§ **Dataset content**
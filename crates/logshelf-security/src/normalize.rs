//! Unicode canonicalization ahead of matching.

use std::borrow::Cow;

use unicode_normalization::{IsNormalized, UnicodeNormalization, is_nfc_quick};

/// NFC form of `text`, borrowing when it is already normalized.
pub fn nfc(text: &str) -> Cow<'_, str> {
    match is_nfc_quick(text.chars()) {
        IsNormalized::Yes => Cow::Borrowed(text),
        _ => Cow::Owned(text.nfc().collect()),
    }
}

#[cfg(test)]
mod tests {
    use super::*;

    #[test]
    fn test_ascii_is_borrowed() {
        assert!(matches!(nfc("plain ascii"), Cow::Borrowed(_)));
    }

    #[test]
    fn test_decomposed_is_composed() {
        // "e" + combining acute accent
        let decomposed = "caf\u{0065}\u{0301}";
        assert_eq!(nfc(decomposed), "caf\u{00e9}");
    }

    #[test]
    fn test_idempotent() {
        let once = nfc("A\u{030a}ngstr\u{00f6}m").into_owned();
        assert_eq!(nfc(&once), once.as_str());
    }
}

§ **Assignment**
Each record has to be given again exactly as written.

§ **Solution to the exercise**
filename crates/logshelf-security/src/normalize.rs
//! Unicode canonicalization ahead of matching.

use std::borrow::Cow;

use unicode_normalization::{IsNormalized, UnicodeNormalization, is_nfc_quick};

/// NFC form of `text`, borrowing when it is already normalized.
pub fn nfc(text: &str) -> Cow<'_, str> {
    match is_nfc_quick(text.chars()) {
        IsNormalized::Yes => Cow::Borrowed(text),
        _ => Cow::Owned(text.nfc().collect()),
    }
}

#[cfg(test)]
mod tests {
    use super::*;

    #[test]
    fn test_ascii_is_borrowed() {
        assert!(matches!(nfc("plain ascii"), Cow::Borrowed(_)));
    }

    #[test]
    fn test_decomposed_is_composed() {
        // "e" + combining acute accent
        let decomposed = "caf\u{0065}\u{0301}";
        assert_eq!(nfc(decomposed), "caf\u{00e9}");
    }

    #[test]
    fn test_idempotent() {
        let once = nfc("A\u{030a}ngstr\u{00f6}m").into_owned();
        assert_eq!(nfc(&once), once.as_str());
    }
}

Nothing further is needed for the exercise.